◆ What needs to be done ◆
Each entry below should be retyped exactly as given.

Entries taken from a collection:
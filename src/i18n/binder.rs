//! Binds the resolved language to the request's active locale.

use crate::i18n::{LanguageCatalog, Resolution};
use crate::request::{RequestContext, LANG_PARAM};
use crate::rewrite::UrlRewriter;
use tracing::{info, warn};

/// Result of binding a resolution.
#[derive(Debug, Clone, PartialEq, Eq)]
pub enum Binding {
    /// Locale bound; processing continues
    Bound { locale: String, slug: String },

    /// The default language was requested with an explicit path segment;
    /// serve the canonical URL instead
    Redirect { location: String },
}

/// Holds the active locale for one request.
#[derive(Debug, Clone)]
pub struct LocaleBinder {
    active_locale: String,
}

impl LocaleBinder {
    /// Binder whose active locale starts at the catalog default.
    pub fn new(catalog: &LanguageCatalog) -> Self {
        Self {
            active_locale: catalog.default_locale().to_string(),
        }
    }

    pub fn active_locale(&self) -> &str {
        &self.active_locale
    }

    /// Set the active locale from `resolution`.
    ///
    /// Returns a redirect when the default language's segment appears in a
    /// front-end URL without an explicit `lang` parameter.
    pub fn bind(
        &mut self,
        resolution: &Resolution,
        ctx: &RequestContext,
        catalog: &LanguageCatalog,
        rewriter: &UrlRewriter<'_>,
    ) -> Binding {
        let Some(language) = catalog.by_slug(&resolution.slug) else {
            warn!(
                "Resolved language '{}' is not in the catalog; keeping {}",
                resolution.slug, self.active_locale
            );
            return Binding::Bound {
                locale: self.active_locale.clone(),
                slug: catalog.default_slug().to_string(),
            };
        };

        self.active_locale = language.locale.clone();

        let canonicalize = language.locale == catalog.default_locale()
            && !ctx.is_admin
            && !ctx.is_cli
            && ctx.param(LANG_PARAM).is_none()
            && resolution.path_prefix.is_some();

        if canonicalize {
            let current = format!("{}{}", rewriter.original_home_url(), ctx.raw_path);
            let location = rewriter.strip_language(&current);
            info!(
                "Default language '{}' shown in URL, redirecting to {}",
                language.slug, location
            );
            return Binding::Redirect { location };
        }

        Binding::Bound {
            locale: language.locale.clone(),
            slug: language.slug.clone(),
        }
    }

    /// Mirror a locale change made elsewhere. Not validated.
    pub fn on_locale_changed(&mut self, new_locale: &str) {
        self.active_locale = new_locale.to_string();
    }
}

#[cfg(test)]
mod tests {
    use super::*;
    use crate::i18n::{AvailableTranslations, SignalResolver};
    use serde_json::{json, Value};

    const HOME: &str = "https://example.com";

    fn catalog() -> LanguageCatalog {
        let Value::Object(options) = json!({
            "en_US": {"name": "English", "slug": "en", "flag": "us", "enable": 1},
            "fr_FR": {"name": "Français", "slug": "fr", "flag": "fr", "enable": 1},
        }) else {
            unreachable!()
        };
        LanguageCatalog::load(&options, &[], &AvailableTranslations::builtin(), None)
            .unwrap()
            .catalog
    }

    fn bind(ctx: &RequestContext) -> (Binding, String) {
        let catalog = catalog();
        let rewriter = UrlRewriter::new(&catalog, HOME);
        let resolution = SignalResolver::new(&catalog, HOME, "/wp-admin").resolve(ctx, 0);
        let mut binder = LocaleBinder::new(&catalog);
        let binding = binder.bind(&resolution, ctx, &catalog, &rewriter);
        (binding, binder.active_locale().to_string())
    }

    #[test]
    fn test_bind_non_default() {
        let ctx = RequestContext::frontend(HOME, "https://example.com/fr/about");
        let (binding, active) = bind(&ctx);
        assert_eq!(
            binding,
            Binding::Bound {
                locale: "fr_FR".to_string(),
                slug: "fr".to_string()
            }
        );
        assert_eq!(active, "fr_FR");
    }

    #[test]
    fn test_bind_default_prefix_redirects() {
        let ctx = RequestContext::frontend(HOME, "https://example.com/en/about");
        let (binding, active) = bind(&ctx);
        assert_eq!(
            binding,
            Binding::Redirect {
                location: "https://example.com/about".to_string()
            }
        );
        assert_eq!(active, "en_US");
    }

    #[test]
    fn test_bind_default_prefix_with_param_no_redirect() {
        let ctx = RequestContext::frontend(HOME, "https://example.com/en/about?lang=en").with_param(LANG_PARAM, "en");
        let (binding, _) = bind(&ctx);
        assert!(matches!(binding, Binding::Bound { .. }));
    }

    #[test]
    fn test_bind_default_without_prefix() {
        let ctx = RequestContext::frontend(HOME, "https://example.com/about");
        let (binding, active) = bind(&ctx);
        assert!(matches!(binding, Binding::Bound { ref slug, .. } if slug == "en"));
        assert_eq!(active, "en_US");
    }

    #[test]
    fn test_bind_cli_never_redirects() {
        let mut ctx = RequestContext::frontend(HOME, "https://example.com/en/about");
        ctx.is_cli = true;
        let (binding, _) = bind(&ctx);
        assert!(matches!(binding, Binding::Bound { .. }));
    }

    #[test]
    fn test_bind_unknown_slug_keeps_default() {
        let catalog = catalog();
        let rewriter = UrlRewriter::new(&catalog, HOME);
        let ctx = RequestContext::frontend(HOME, HOME);
        let resolution = Resolution {
            slug: "xx".to_string(),
            source: crate::i18n::Signal::Default,
            path_prefix: None,
            unavailable: None,
            frontend_origin: false,
            cookies: Vec::new(),
        };

        let mut binder = LocaleBinder::new(&catalog);
        let binding = binder.bind(&resolution, &ctx, &catalog, &rewriter);
        assert_eq!(
            binding,
            Binding::Bound {
                locale: "en_US".to_string(),
                slug: "en".to_string()
            }
        );
    }

    #[test]
    fn test_on_locale_changed_mirrors_without_validation() {
        let mut binder = LocaleBinder::new(&catalog());
        binder.on_locale_changed("zz_ZZ");
        assert_eq!(binder.active_locale(), "zz_ZZ");
    }
}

◆ Written answer ◆
filename src/i18n/binder.rs
//! Binds the resolved language to the request's active locale.

use crate::i18n::{LanguageCatalog, Resolution};
use crate::request::{RequestContext, LANG_PARAM};
use crate::rewrite::UrlRewriter;
use tracing::{info, warn};

/// Result of binding a resolution.
#[derive(Debug, Clone, PartialEq, Eq)]
pub enum Binding {
    /// Locale bound; processing continues
    Bound { locale: String, slug: String },

    /// The default language was requested with an explicit path segment;
    /// serve the canonical URL instead
    Redirect { location: String },
}

/// Holds the active locale for one request.
#[derive(Debug, Clone)]
pub struct LocaleBinder {
    active_locale: String,
}

impl LocaleBinder {
    /// Binder whose active locale starts at the catalog default.
    pub fn new(catalog: &LanguageCatalog) -> Self {
        Self {
            active_locale: catalog.default_locale().to_string(),
        }
    }

    pub fn active_locale(&self) -> &str {
        &self.active_locale
    }

    /// Set the active locale from `resolution`.
    ///
    /// Returns a redirect when the default language's segment appears in a
    /// front-end URL without an explicit `lang` parameter.
    pub fn bind(
        &mut self,
        resolution: &Resolution,
        ctx: &RequestContext,
        catalog: &LanguageCatalog,
        rewriter: &UrlRewriter<'_>,
    ) -> Binding {
        let Some(language) = catalog.by_slug(&resolution.slug) else {
            warn!(
                "Resolved language '{}' is not in the catalog; keeping {}",
                resolution.slug, self.active_locale
            );
            return Binding::Bound {
                locale: self.active_locale.clone(),
                slug: catalog.default_slug().to_string(),
            };
        };

        self.active_locale = language.locale.clone();

        let canonicalize = language.locale == catalog.default_locale()
            && !ctx.is_admin
            && !ctx.is_cli
            && ctx.param(LANG_PARAM).is_none()
            && resolution.path_prefix.is_some();

        if canonicalize {
            let current = format!("{}{}", rewriter.original_home_url(), ctx.raw_path);
            let location = rewriter.strip_language(&current);
            info!(
                "Default language '{}' shown in URL, redirecting to {}",
                language.slug, location
            );
            return Binding::Redirect { location };
        }

        Binding::Bound {
            locale: language.locale.clone(),
            slug: language.slug.clone(),
        }
    }

    /// Mirror a locale change made elsewhere. Not validated.
    pub fn on_locale_changed(&mut self, new_locale: &str) {
        self.active_locale = new_locale.to_string();
    }
}

#[cfg(test)]
mod tests {
    use super::*;
    use crate::i18n::{AvailableTranslations, SignalResolver};
    use serde_json::{json, Value};

    const HOME: &str = "https://example.com";

    fn catalog() -> LanguageCatalog {
        let Value::Object(options) = json!({
            "en_US": {"name": "English", "slug": "en", "flag": "us", "enable": 1},
            "fr_FR": {"name": "Français", "slug": "fr", "flag": "fr", "enable": 1},
        }) else {
            unreachable!()
        };
        LanguageCatalog::load(&options, &[], &AvailableTranslations::builtin(), None)
            .unwrap()
            .catalog
    }

    fn bind(ctx: &RequestContext) -> (Binding, String) {
        let catalog = catalog();
        let rewriter = UrlRewriter::new(&catalog, HOME);
        let resolution = SignalResolver::new(&catalog, HOME, "/wp-admin").resolve(ctx, 0);
        let mut binder = LocaleBinder::new(&catalog);
        let binding = binder.bind(&resolution, ctx, &catalog, &rewriter);
        (binding, binder.active_locale().to_string())
    }

    #[test]
    fn test_bind_non_default() {
        let ctx = RequestContext::frontend(HOME, "https://example.com/fr/about");
        let (binding, active) = bind(&ctx);
        assert_eq!(
            binding,
            Binding::Bound {
                locale: "fr_FR".to_string(),
                slug: "fr".to_string()
            }
        );
        assert_eq!(active, "fr_FR");
    }

    #[test]
    fn test_bind_default_prefix_redirects() {
        let ctx = RequestContext::frontend(HOME, "https://example.com/en/about");
        let (binding, active) = bind(&ctx);
        assert_eq!(
            binding,
            Binding::Redirect {
                location: "https://example.com/about".to_string()
            }
        );
        assert_eq!(active, "en_US");
    }

    #[test]
    fn test_bind_default_prefix_with_param_no_redirect() {
        let ctx = RequestContext::frontend(HOME, "https://example.com/en/about?lang=en").with_param(LANG_PARAM, "en");
        let (binding, _) = bind(&ctx);
        assert!(matches!(binding, Binding::Bound { .. }));
    }

    #[test]
    fn test_bind_default_without_prefix() {
        let ctx = RequestContext::frontend(HOME, "https://example.com/about");
        let (binding, active) = bind(&ctx);
        assert!(matches!(binding, Binding::Bound { ref slug, .. } if slug == "en"));
        assert_eq!(active, "en_US");
    }

    #[test]
    fn test_bind_cli_never_redirects() {
        let mut ctx = RequestContext::frontend(HOME, "https://example.com/en/about");
        ctx.is_cli = true;
        let (binding, _) = bind(&ctx);
        assert!(matches!(binding, Binding::Bound { .. }));
    }

    #[test]
    fn test_bind_unknown_slug_keeps_default() {
        let catalog = catalog();
        let rewriter = UrlRewriter::new(&catalog, HOME);
        let ctx = RequestContext::frontend(HOME, HOME);
        let resolution = Resolution {
            slug: "xx".to_string(),
            source: crate::i18n::Signal::Default,
            path_prefix: None,
            unavailable: None,
            frontend_origin: false,
            cookies: Vec::new(),
        };

        let mut binder = LocaleBinder::new(&catalog);
        let binding = binder.bind(&resolution, &ctx, &catalog, &rewriter);
        assert_eq!(
            binding,
            Binding::Bound {
                locale: "en_US".to_string(),
                slug: "en".to_string()
            }
        );
    }

    #[test]
    fn test_on_locale_changed_mirrors_without_validation() {
        let mut binder = LocaleBinder::new(&catalog());
        binder.on_locale_changed("zz_ZZ");
        assert_eq!(binder.active_locale(), "zz_ZZ");
    }
}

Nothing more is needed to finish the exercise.